Further, the method further comprises:

invoking basic information of the dust remover, extracting and generating equipment characteristics, and matching a training data set with the equipment characteristics, wherein the training data set is an equipment operation data set which meets the preset similarity with the equipment characteristics, and the equipment operation data set is provided with an operation state identifier;

taking the running state identifier as authentication data, taking the equipment running data set as identification data, and executing an abnormality detection model construction;

and after the abnormal detection model is in a convergence state, sending the operation data to the abnormal detection model for discrimination, and generating an operation abnormal result based on the discrimination result.

Basic information of the dust remover is called, and the basic information comprises data related to the model, manufacturer, technical specification, operation parameters and the like of the dust remover. Based on the basic information of the call, the equipment characteristics are extracted, and the equipment characteristics are used for describing key attributes of the dust remover, such as physical characteristics, working capacity, technical specifications and the like.

The extracted device features are used to match a training data set, the training data set contains operation data corresponding to devices with similar features, the operation data includes information of operation states, performance parameters, abnormal events and the like of the devices, and the operation state identification is a label related to the operation data of the devices, and indicates whether the devices corresponding to the data are in normal operation states or abnormal states, and the identification can be binary labels, such as normal labels, abnormal labels or multi-category labels, such as slight abnormality, serious abnormality and the like.

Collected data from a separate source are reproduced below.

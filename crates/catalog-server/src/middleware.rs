use std::{
    sync::Arc,
    time::{Duration, Instant},
};

use axum::{
    extract::{Request, State},
    http::{header::AUTHORIZATION, HeaderValue},
    middleware::Next,
    response::{IntoResponse, Response},
};
use tokio::sync::Mutex;
use uuid::Uuid;

use crate::api::ApiError;
use crate::auth::{AdminCredentials, TokenError, TokenService};

/// Newtype wrapping a request ID string, stored as a request extension.
#[derive(Debug, Clone)]
pub struct RequestId(pub String);

/// Token verification and the admin login, shared by middleware and the
/// login handler.
#[derive(Debug, Clone)]
pub struct AuthState {
    pub tokens: Arc<TokenService>,
    pub admin: Option<Arc<AdminCredentials>>,
}

impl AuthState {
    #[must_use]
    pub fn new(tokens: TokenService, admin: Option<AdminCredentials>) -> Self {
        if admin.is_none() {
            tracing::warn!(
                "CATALOG_ADMIN_EMAIL/CATALOG_ADMIN_PASSWORD not set; login is disabled"
            );
        }
        Self {
            tokens: Arc::new(tokens),
            admin: admin.map(Arc::new),
        }
    }
}

#[derive(Debug, Clone)]
struct RateLimitWindow {
    started_at: Instant,
    count: usize,
}

/// Fixed-window limiter for mutating routes.
#[derive(Debug, Clone)]
pub struct RateLimitState {
    max_requests: usize,
    window: Duration,
    state: Arc<Mutex<RateLimitWindow>>,
}

impl RateLimitState {
    #[must_use]
    pub fn new(max_requests: usize, window: Duration) -> Self {
        Self {
            max_requests,
            window,
            state: Arc::new(Mutex::new(RateLimitWindow {
                started_at: Instant::now(),
                count: 0,
            })),
        }
    }
}

fn request_id_of(req: &Request) -> String {
    req.extensions()
        .get::<RequestId>()
        .map(|r| r.0.clone())
        .unwrap_or_default()
}

/// Axum middleware that extracts or generates a request ID.
///
/// If the incoming request has an `x-request-id` header, that value is used.
/// Otherwise a new `UUIDv4` is generated. The ID is:
/// - Inserted into request extensions as [`RequestId`]
/// - Set on the response as the `x-request-id` header
pub async fn request_id(mut req: Request, next: Next) -> Response {
    let id = req
        .headers()
        .get("x-request-id")
        .and_then(|v| v.to_str().ok())
        .map_or_else(|| Uuid::new_v4().to_string(), String::from);

    req.extensions_mut().insert(RequestId(id.clone()));

    let mut res = next.run(req).await;

    if let Ok(val) = HeaderValue::from_str(&id) {
        res.headers_mut().insert("x-request-id", val);
    }

    res
}

/// Middleware requiring a valid admin bearer token.
pub async fn require_bearer_auth(
    State(auth): State<AuthState>,
    req: Request,
    next: Next,
) -> Response {
    let rid = request_id_of(&req);

    let Some(token) = extract_bearer_token(req.headers().get(AUTHORIZATION)) else {
        return ApiError::new(rid, "auth_required", "missing bearer token").into_response();
    };

    match auth.tokens.verify(token) {
        Ok(claims) => {
            tracing::debug!(subject = %claims.sub, "bearer token accepted");
            next.run(req).await
        }
        Err(e) => {
            let message = match e {
                TokenError::Expired => "token has expired",
                _ => "invalid bearer token",
            };
            tracing::debug!(error = %e, "bearer token rejected");
            ApiError::new(rid, "auth_invalid", message).into_response()
        }
    }
}

/// Middleware enforcing a fixed request-per-window limit.
pub async fn enforce_rate_limit(
    State(rate_limit): State<RateLimitState>,
    req: Request,
    next: Next,
) -> Response {
    let mut window = rate_limit.state.lock().await;
    let elapsed = window.started_at.elapsed();

    if elapsed >= rate_limit.window {
        window.started_at = Instant::now();
        window.count = 0;
    }

    if window.count >= rate_limit.max_requests {
        drop(window);
        return ApiError::new(request_id_of(&req), "rate_limited", "rate limit exceeded")
            .into_response();
    }

    window.count += 1;
    drop(window);

    next.run(req).await
}

fn extract_bearer_token(value: Option<&HeaderValue>) -> Option<&str> {
    value
        .and_then(|v| v.to_str().ok())
        .and_then(|v| v.strip_prefix("Bearer "))
        .map(str::trim)
        .filter(|s| !s.is_empty())
}

#[cfg(test)]
mod tests {
    use super::*;

    #[test]
    fn extract_bearer_token_accepts_valid_header() {
        let header = HeaderValue::from_static("Bearer test-token");
        assert_eq!(extract_bearer_token(Some(&header)), Some("test-token"));
    }

    #[test]
    fn extract_bearer_token_rejects_non_bearer_header() {
        let header = HeaderValue::from_static("Basic abc123");
        assert_eq!(extract_bearer_token(Some(&header)), None);
    }

    #[test]
    fn extract_bearer_token_rejects_blank_token() {
        let header = HeaderValue::from_static("Bearer   ");
        assert_eq!(extract_bearer_token(Some(&header)), None);
        assert_eq!(extract_bearer_token(None), None);
    }
}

An abnormality detection model is constructed using a machine learning method, for example, based on a neural network, is trained using a training data set, and is subsequently used to detect abnormalities by authenticating the data and identifying differences in the normal operating mode and abnormality of the data learning device, and is evaluated, for example, using a cross-validation method to verify its performance and accuracy.

The convergence condition, such as the number of iterations or accuracy, is preset to meet the requirements, and when either condition is met, the model reaches a convergence state, indicating that it has completed training and is ready for anomaly detection. And sending the operation data to a model for discrimination, wherein the operation data comprises real-time equipment operation state information. The abnormality detection model analyzes the received operation data according to the learned behavior pattern, generates a discrimination result, the discrimination result indicates whether the operation data has an abnormal condition, and generates an operation abnormality result based on the discrimination result, wherein the result comprises detailed abnormality information, abnormality type, abnormality degree and the like so as to help operators understand the operation condition of the equipment.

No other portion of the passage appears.